Em Belhell, Edyr Augusto narra rotina em torno de cassino ilegal

O escritor paraense Edyr Augusto tem um método de trabalho desenvolvido quando exercia a função jornalística e hoje é precioso para sua carreira literária: todos os dias, ele frequenta determinada regiões de Belém do Pará (normalmente as que não figuram em cartões-postais) em busca de histórias impressionantes, mas demasiadamente humanas. "Sempre morei no centro da cidade e lá converso com prostitutas, craqueiros, engraxates, camelôs, olhadores de carros, motoristas de táxi", conta. "Sou um ouvinte atento, me interesso pelos relatos, pela cadência das falas – afinal, o escritor é uma espécie de esponja."

É justamente a escrita direta e frenética que impressiona em seus livros, cuja coleção acaba de ganhar mais um título, Belhell, lançado agora pela Boitempo. Trata-se de uma contração do nome da capital paraense com "hell", inferno em inglês. O resultado, portanto, é uma trama aparentemente mirabolante, mas que Augusto jura ter inspiração na realidade. É o caso de um submarino que traficantes construíam para transportar drogas pelo Rio Amazonas – a polícia descobriu a tempo, quando já havia um protótipo na região de Salgado, área de encontro de rios com o Oceano Atlântico.

O foco de Belhell é um assunto que há anos fascinava Augusto: cassinos clandestinos. É, portanto, no Royal, que o destino dos personagens se cruzam e se definem, entre carteados, dados, uísque, cocaína e sexo. "Minha intenção era mostrar o triângulo da cobiça que envolve esse delito", conta o escritor, cujos personagens foram todos baseados em figuras conhecidas por ele.

Apenas uma é ficcional: a garota Paula que, de entediada, se torna uma excelente jogadora de cartas ao acompanhar o avô em uma sessão, a fim de espantar o enfado. Primeiro, a jovem limpa os amigos de seu Cosme; depois, sua habilidade chama atenção de um escroque, Samuel, que a contrata para rapelar jogadores mais polpudos. "Paula foi inspirada em uma história que ouvi quando fui, certa vez, a São Paulo, sobre uma menina que aprendeu os truques do carteado e se tornou uma grande jogadora, levando o dinheiro de várias pessoas."

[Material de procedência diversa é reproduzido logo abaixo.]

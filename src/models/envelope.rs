// Server response envelope: { success, message?, ...data }

use serde::de::DeserializeOwned;
use serde::{Deserialize, Serialize};
use serde_json::{Map, Value};

/// JSON wrapper used by every job board endpoint
#[derive(Debug, Clone, PartialEq, Serialize, Deserialize)]
pub struct Envelope {
    #[serde(default)]
    pub success: bool,

    #[serde(default, skip_serializing_if = "Option::is_none")]
    pub message: Option<String>,

    /// Remaining payload fields (jobs, job, companies, application, ...)
    #[serde(flatten)]
    pub data: Map<String, Value>,
}

impl Envelope {
    /// Parse a response body
    pub fn parse(body: &str) -> serde_json::Result<Self> {
        serde_json::from_str(body)
    }

    /// Raw payload field
    pub fn get(&self, key: &str) -> Option<&Value> {
        self.data.get(key)
    }

    /// Deserialize a payload field into a typed value
    pub fn field<T: DeserializeOwned>(&self, key: &str) -> Option<T> {
        self.data
            .get(key)
            .and_then(|v| serde_json::from_value(v.clone()).ok())
    }
}
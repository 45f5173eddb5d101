use anyhow::{Context, Result};
use clap::Parser;
use std::path::Path;
use std::sync::Arc;
use std::time::Duration;
use tokio_util::sync::CancellationToken;

use jobboard_client::api::JobBoardApi;
use jobboard_client::auth::{
    AuthStateStore, CookieJar, CredentialResolver, SessionManager, SqliteStorage, Storage,
    COOKIE_KEY,
};
use jobboard_client::config::{self, CliArgs, Command, Config, LogFormat};
use jobboard_client::error::RequestError;
use jobboard_client::http_client::{self, JobBoardHttpClient};
use jobboard_client::models::{
    CompanyUpdate, Envelope, NewCompany, NewJob, ProfileUpdate, StatusUpdate,
};

#[tokio::main]
async fn main() -> Result<()> {
    // Load .env file if it exists
    dotenvy::dotenv().ok();

    let args = CliArgs::parse();
    let config = Config::from_args(&args)?;
    config.validate()?;

    init_logging(&config);
    tracing::debug!(
        api = %config.api_base_url,
        db_file = %config.db_file.display(),
        force_refresh = config.force_refresh,
        "Configuration loaded"
    );

    let storage: Arc<dyn Storage> = Arc::new(SqliteStorage::open(&config.db_file)?);
    let cookies = Arc::new(load_cookies(storage.as_ref())?);
    let store = AuthStateStore::new(storage.clone());

    let client =
        http_client::build_client(config.http_connect_timeout, config.http_request_timeout)?;

    let resolver = Arc::new(
        CredentialResolver::new(
            store.clone(),
            cookies.clone(),
            client.clone(),
            config.api_base_url.clone(),
        )
        .with_token_fetch_timeout(Duration::from_secs(config.token_fetch_timeout))
        .with_synthesized_fallback(config.synthesize_fallback_token),
    );

    let http = JobBoardHttpClient::new(
        client.clone(),
        config.api_base_url.clone(),
        resolver.clone(),
        cookies.clone(),
    )
    .with_force_refresh(config.force_refresh);

    let session = SessionManager::new(client, config.api_base_url.clone(), store, cookies.clone())
        .with_synthesized_fallback(config.synthesize_fallback_token);

    let cancel = CancellationToken::new();
    tokio::spawn(cancel_on_signal(cancel.clone()));
    let api = JobBoardApi::new(http).with_cancellation(cancel);

    let outcome = run(args.command, &api, &session, &resolver).await;

    storage
        .set_item(COOKIE_KEY, &cookies.to_cookie_string().await)
        .context("Failed to save cookies")?;

    if let Err(e) = outcome {
        tracing::debug!("Command failed: {:?}", e);
        match &e {
            RequestError::Internal(inner) => eprintln!("Error: {:#}", inner),
            _ => eprintln!("Error: {}", e.user_message()),
        }
        std::process::exit(1);
    }

    Ok(())
}

/// Initialize logging on stderr so stdout stays machine-readable
fn init_logging(config: &Config) {
    let log_level = config.log_level.to_lowercase();
    let env_filter = tracing_subscriber::EnvFilter::try_from_default_env()
        .unwrap_or_else(|_| tracing_subscriber::EnvFilter::new(&log_level));

    let builder = tracing_subscriber::fmt()
        .with_env_filter(env_filter)
        .with_writer(std::io::stderr)
        .with_target(false)
        .with_thread_ids(false);

    match config.log_format {
        LogFormat::Json => builder.json().init(),
        LogFormat::Text => builder.with_file(true).with_line_number(true).init(),
    }
}

fn load_cookies(storage: &dyn Storage) -> Result<CookieJar> {
    let saved = storage
        .get_item(COOKIE_KEY)
        .context("Failed to load saved cookies")?;
    Ok(saved
        .map(|raw| CookieJar::from_cookie_string(&raw))
        .unwrap_or_default())
}

async fn run(
    command: Command,
    api: &JobBoardApi,
    session: &SessionManager,
    resolver: &CredentialResolver,
) -> Result<(), RequestError> {
    let envelope = match command {
        Command::Login {
            email,
            role,
            password,
        } => {
            let request = config::complete_login_interactively(email, password, role)?;
            session.login(&request).await?
        }
        Command::Logout => session.logout().await?,
        Command::Whoami => {
            match session.current_user() {
                Some(user) => print_json(user.as_value())?,
                None => println!("Not logged in"),
            }
            return Ok(());
        }
        Command::Token { refresh, persist } => {
            let credential = resolver
                .resolve(refresh)
                .await
                .ok_or(RequestError::NoCredentialAvailable)?;
            println!("source: {}", credential.source());
            println!("token:  {}", credential.redacted());
            if persist {
                resolver.persist(credential.token())?;
                println!("persisted");
            }
            return Ok(());
        }
        Command::Jobs { keyword } => api.get_all_jobs(&keyword).await?,
        Command::Job { id } => api.get_job_by_id(&id).await?,
        Command::AdminJobs => api.get_admin_jobs().await?,
        Command::PostJob { file } => {
            let job: NewJob = read_json(&file)?;
            api.post_job(&job).await?
        }
        Command::Companies => api.get_user_companies().await?,
        Command::Company { id } => api.get_company_by_id(&id).await?,
        Command::RegisterCompany { name } => {
            api.register_company(&NewCompany { company_name: name })
                .await?
        }
        Command::UpdateCompany { id, file } => {
            let update: CompanyUpdate = read_json(&file)?;
            api.update_company(&id, &update).await?
        }
        Command::Apply { job_id } => api.apply_for_job(&job_id).await?,
        Command::Applied => api.get_applied_jobs().await?,
        Command::Applicants { job_id } => api.get_job_applicants(&job_id).await?,
        Command::SetStatus {
            application_id,
            status,
        } => {
            api.update_application_status(&application_id, &StatusUpdate { status })
                .await?
        }
        Command::UpdateProfile { file } => {
            let update: ProfileUpdate = read_json(&file)?;
            api.update_profile(&update).await?
        }
    };

    print_envelope(&envelope)
}

fn read_json<T: serde::de::DeserializeOwned>(path: &Path) -> anyhow::Result<T> {
    let raw = std::fs::read_to_string(path)
        .with_context(|| format!("Failed to read {}", path.display()))?;
    serde_json::from_str(&raw).with_context(|| format!("Failed to parse {}", path.display()))
}

fn print_envelope(envelope: &Envelope) -> Result<(), RequestError> {
    if let Some(message) = envelope.message.as_deref() {
        eprintln!("{}", message);
    }
    print_json(&envelope.data)
}

fn print_json<T: serde::Serialize>(value: &T) -> Result<(), RequestError> {
    let out = serde_json::to_string_pretty(value).context("Failed to format response")?;
    println!("{}", out);
    Ok(())
}

/// Cancel in-flight requests on Ctrl+C or SIGTERM
async fn cancel_on_signal(cancel: CancellationToken) {
    use tokio::signal;

    let ctrl_c = async {
        if let Err(e) = signal::ctrl_c().await {
            tracing::warn!("Failed to install Ctrl+C handler: {}", e);
            std::future::pending::<()>().await;
        }
    };

    #[cfg(unix)]
    let terminate = async {
        match signal::unix::signal(signal::unix::SignalKind::terminate()) {
            Ok(mut sig) => {
                sig.recv().await;
            }
            Err(e) => {
                tracing::warn!("Failed to install signal handler: {}", e);
                std::future::pending::<()>().await;
            }
        }
    };

    #[cfg(not(unix))]
    let terminate = std::future::pending::<()>();

    tokio::select! {
        _ = ctrl_c => {
            tracing::info!("Received Ctrl+C signal, cancelling request...");
        },
        _ = terminate => {
            tracing::info!("Received terminate signal, cancelling request...");
        },
    }

    cancel.cancel();
}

Edyr Augusto é autor também de Pssica, publicado em 2015 e que serviu de cartão de visitas para novos leitores – entre eles, o cineasta Fernando Meirelles, que comprou os direitos da história, interessado em levá-la para o cinema. Isso porque a narrativa do paraense tem ritmo cinematográfico, com uma sucessão de ações, todas com o poder de fixar a atenção do leitor.

"Em Pssica, a ação se concentrava na Ilha de Marajó, o que limitava o número de personagens e também a linguagem era muito própria daquela região", conta o autor que, em Belhell, há uma sucessão de fatos que acontecem simultaneamente. Assim, ao mesmo tempo em que acompanha a ascensão de Paula no mundo do pôquer proibido, o leitor é apresentado também a Zazá, a moça que, por conta do nanismo, é abandonada pelos pais e acaba na prostituição.

Ainda em relação ao romance anterior, Belhell impressiona pelo grau de violência, especialmente pela trajetória de Aragão, funcionário de um hospital que, nas madrugadas vagas, assassina mendigos com um fio cortante, provocando cortes profundos no pescoço. Seu prazer atinge um ponto máximo quando a vítima, já morta, libera os intestinos – nesse instante, Aragão tem um orgasmo.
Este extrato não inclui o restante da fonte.